• _DESCRIPTION OF THE TASK_
Your answer is a copy of every line in the records where "FlatMemory" appears.

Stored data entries
..........

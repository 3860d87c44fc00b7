//! Tests for CMP, CPX and CPY.
//!
//! A compare sets C when the register is greater than or equal to the operand,
//! Z when they are equal, and N from bit 7 of the difference. The register is
//! never modified.

use lib65c02::{FlatMemory, MemoryBus, CPU};

fn setup_cpu(program: &[u8]) -> CPU<FlatMemory> {
    let mut memory = FlatMemory::new();
    memory.load(0x8000, program);
    let mut cpu = CPU::new(memory);
    cpu.set_pc(0x8000);
    cpu
}

#[test]
fn test_cmp_equal() {
    let mut cpu = setup_cpu(&[0xC9, 0x42]);
    cpu.set_a(0x42);

    cpu.step().unwrap();

    assert!(cpu.flag_z());
    assert!(cpu.flag_c());
    assert!(!cpu.flag_n());
    assert_eq!(cpu.a(), 0x42);
    assert_eq!(cpu.cycles(), 2);
}

#[test]
fn test_cmp_register_greater() {
    let mut cpu = setup_cpu(&[0xC9, 0x10]);
    cpu.set_a(0x30);

    cpu.step().unwrap();

    assert!(!cpu.flag_z());
    assert!(cpu.flag_c());
    assert!(!cpu.flag_n());
}

#[test]
fn test_cmp_register_less() {
    let mut cpu = setup_cpu(&[0xC9, 0x20]);
    cpu.set_a(0x10);

    cpu.step().unwrap();

    assert!(!cpu.flag_z());
    assert!(!cpu.flag_c());
    assert!(cpu.flag_n());
}

#[test]
fn test_cmp_unsigned_ordering() {
    // 0x80 is above 0x7F unsigned even though the difference is positive.
    let mut cpu = setup_cpu(&[0xC9, 0x7F]);
    cpu.set_a(0x80);

    cpu.step().unwrap();

    assert!(cpu.flag_c());
    assert!(!cpu.flag_n());
}

#[test]
fn test_cmp_leaves_overflow_alone() {
    let mut cpu = setup_cpu(&[0xC9, 0x01]);
    cpu.set_a(0x80);
    cpu.set_flag_v(true);

    cpu.step().unwrap();

    assert!(cpu.flag_v());
}

#[test]
fn test_cmp_zero_page_indirect_y() {
    let mut cpu = setup_cpu(&[0xD1, 0x05]);
    cpu.memory_mut().load(0x0005, &[0x05, 0x10]);
    cpu.memory_mut().write(0x1015, 0xAA);
    cpu.set_y(0x10);
    cpu.set_a(0xAA);

    cpu.step().unwrap();

    assert!(cpu.flag_z());
    assert!(cpu.flag_c());
    assert_eq!(cpu.cycles(), 5);
}

#[test]
fn test_cpx_immediate() {
    let mut cpu = setup_cpu(&[0xE0, 0x05]);
    cpu.set_x(0x05);

    cpu.step().unwrap();

    assert!(cpu.flag_z());
    assert!(cpu.flag_c());
    assert_eq!(cpu.x(), 0x05);
}

#[test]
fn test_cpx_absolute() {
    let mut cpu = setup_cpu(&[0xEC, 0x0F, 0x20]);
    cpu.memory_mut().write(0x200F, 0xF9);
    cpu.set_x(0xF8);

    cpu.step().unwrap();

    assert!(!cpu.flag_c());
    assert!(cpu.flag_n());
    assert_eq!(cpu.cycles(), 4);
}

#[test]
fn test_cpy_zero_page() {
    let mut cpu = setup_cpu(&[0xC4, 0x03]);
    cpu.memory_mut().write(0x0003, 0x01);
    cpu.set_y(0x02);

    cpu.step().unwrap();

    assert!(cpu.flag_c());
    assert!(!cpu.flag_z());
    assert!(!cpu.flag_n());
    assert_eq!(cpu.cycles(), 3);
}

..........

• _SOLUTION BELOW_
use lib65c02::{FlatMemory, MemoryBus, CPU};
fn setup_cpu(program: &[u8]) -> CPU<FlatMemory> {
    let mut memory = FlatMemory::new();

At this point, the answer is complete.